/iwae

Code to train Importance Weighted Autoencoders on MNIST and OMNIGLOT

Primary LanguagePython

IWAE

This is the code accompanying the paper Importance Weighted Autoencoders by Yuri Burda, Roger Grosse, and Ruslan Salakhutdinov.

Requirements

This implementation is based on theano. It also uses progressbar to display the training progress.

Configuration

The file config.py contains variables DATASETS_DIR and RESULTS_DIR. The results of all the experiments will be stored in the folder RESULTS_DIR. The scripts will be looking for the datasets in the directory DATASETS_DIR.

Datasets

To download the MNIST dataset (both the non-binarized version, and the binarized version of Larochelle, Murray)

python download_mnist.py

The OMNIGLOT dataset has not been publicly released yet. We will update the repository once it gets released.

Usage

Training randomly initialized models

To train a model (VAE or IWAE) as reported in table 1 in the IWAE paper, run

python experiments.py --model [model] --dataset [dataset] --k [k] --layers [l]

where model is vae or iwae; dataset is one of BinFixMNIST, MNIST, OMNI; k is 1, 5, or 50; l is 1 or 2.

Training a model initialized at another trained model

To train a one layer IWAE with k=50 initialized at a one layer VAE trained with k=1, train the one layer VAE with k=1 as described above, and then run

python experiments.py --exp iwae_to_vae

To train a one layer VAE with k=1 initialized at the one layer IWAE trained with k=50, train the one layer IWAE with k=50 as described above, and then run

python experiments.py --exp vae_to_iwae

Checkpoints

To restart a training experiment from a checkpoint created after training for 3i epochs, pass the parameter --checkpoint i+1 to the experiments.py script.

Remarks

The results of the experiments in the first version of the paper are not exactly the same as the results of running the provided code. This is because the experiments in the first version of the paper used code that handled random numbers in a different way than the published code. The second version of the paper will be reporting numbers produced by running the published version of the code, making the results fully reproducible.

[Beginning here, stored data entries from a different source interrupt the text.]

//! Resume portfolio: extract structured portfolio data from a resume

use clap::Parser;
use log::{error, info};
use resume_portfolio::cli::{self, Cli, Commands, ConfigAction};
use resume_portfolio::config::Config;
use resume_portfolio::error::{PortfolioError, Result};
use resume_portfolio::input::InputManager;
use resume_portfolio::output::formatter::{save_output_to_file, suggest_filename, ProfileRenderer};
use resume_portfolio::processing::parser::ResumeParser;
use resume_portfolio::processing::skills::categorize_skill;
use std::path::PathBuf;
use std::process;

#[tokio::main]
async fn main() {
    let cli = Cli::parse();

    let log_level = if cli.verbose { "debug" } else { "info" };
    env_logger::Builder::from_env(env_logger::Env::default().default_filter_or(log_level)).init();

    let config_path = cli.config.clone().unwrap_or_else(Config::config_path);
    let config = match Config::load_from(&config_path) {
        Ok(config) => config,
        Err(e) => {
            error!("Failed to load configuration: {}", e);
            process::exit(1);
        }
    };

    if let Err(e) = run_command(cli.command, config, config_path).await {
        error!("Command failed: {}", e);
        process::exit(1);
    }
}

async fn run_command(command: Commands, config: Config, config_path: PathBuf) -> Result<()> {
    match command {
        Commands::Extract {
            resume,
            output,
            save,
            detailed,
        } => {
            cli::validate_file_extension(&resume, &["pdf", "txt", "md", "markdown"])
                .map_err(|e| PortfolioError::InvalidInput(format!("Resume file: {}", e)))?;

            let output_format = match output {
                Some(format) => cli::parse_output_format(&format).map_err(PortfolioError::InvalidInput)?,
                None => config.output.format,
            };

            let mut input_manager = InputManager::new();
            let document = input_manager.read_document(&resume).await?;
            info!(
                "Decoded {} characters from {} ({})",
                document.text.chars().count(),
                document.source_name,
                document.file_type
            );

            let parser = ResumeParser::with_config(&config.extraction);
            let profile = parser.parse_document(&document.text, &document.source_name);

            // Files never get ANSI escapes
            let use_colors = config.output.color_output && save.is_none();
            let renderer = ProfileRenderer::with_options(
                use_colors,
                detailed || config.output.detailed,
                config.output.pretty_json,
            );
            let rendered = renderer.render(&profile, output_format)?;

            match save {
                Some(path) => {
                    let path = if path.is_dir() {
                        path.join(suggest_filename(output_format, &document.source_name))
                    } else {
                        path
                    };
                    save_output_to_file(&rendered, &path)?;
                    println!("✅ Portfolio saved to {}", path.display());
                }
                None => println!("{}", rendered),
            }
        }

        Commands::Categorize { skills } => {
            for skill in skills {
                println!("{:<30} {}", skill, categorize_skill(&skill));
            }
        }

        Commands::Config { action } => match action {
            Some(ConfigAction::Show) | None => {
                println!("⚙️  Current Configuration\n");
                let content = toml::to_string_pretty(&config)
                    .map_err(|e| PortfolioError::Configuration(e.to_string()))?;
                println!("{}", content);
            }

            Some(ConfigAction::Reset) => {
                println!("🔄 Resetting configuration to defaults...");
                Config::default().save_to(&config_path)?;
                println!("✅ Configuration reset successfully!");
            }

            Some(ConfigAction::Path) => {
                println!("{}", config_path.display());
            }
        },
    }

    Ok(())
}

The first version of the paper did not report results on the fixed binarization of the MNIST dataset used by Larochelle, Murray. Instead, the experiments in the paper were using a random binarization every time a binary sample was given to the model, and 59600 MNIST examples were used for training (the remaining 400 training examples were used for validation). With this version of the dataset, none of the models exhibited significant amounts of overfitting (up to 0.75 nats difference between test set log likelihood and training set log likelihood). When trained on the 50000 training examples from the fixed binarization of the MNIST dataset, the models overfit significantly more (about 3.5 nats difference between test set log likelihood and training set log likelihood) and achieve test log-likelihoods about 2 nats lower than the ones reported in the paper for the random binarization MNIST. We didn't use any regularization in our experiments to combat the overfitting on the fixed binarization of the MNIST dataset. The VAE models for which the log-likelihood was reported in the literature used the fixed binarization dataset augmented by samples with added flip-bit or drop-out noise.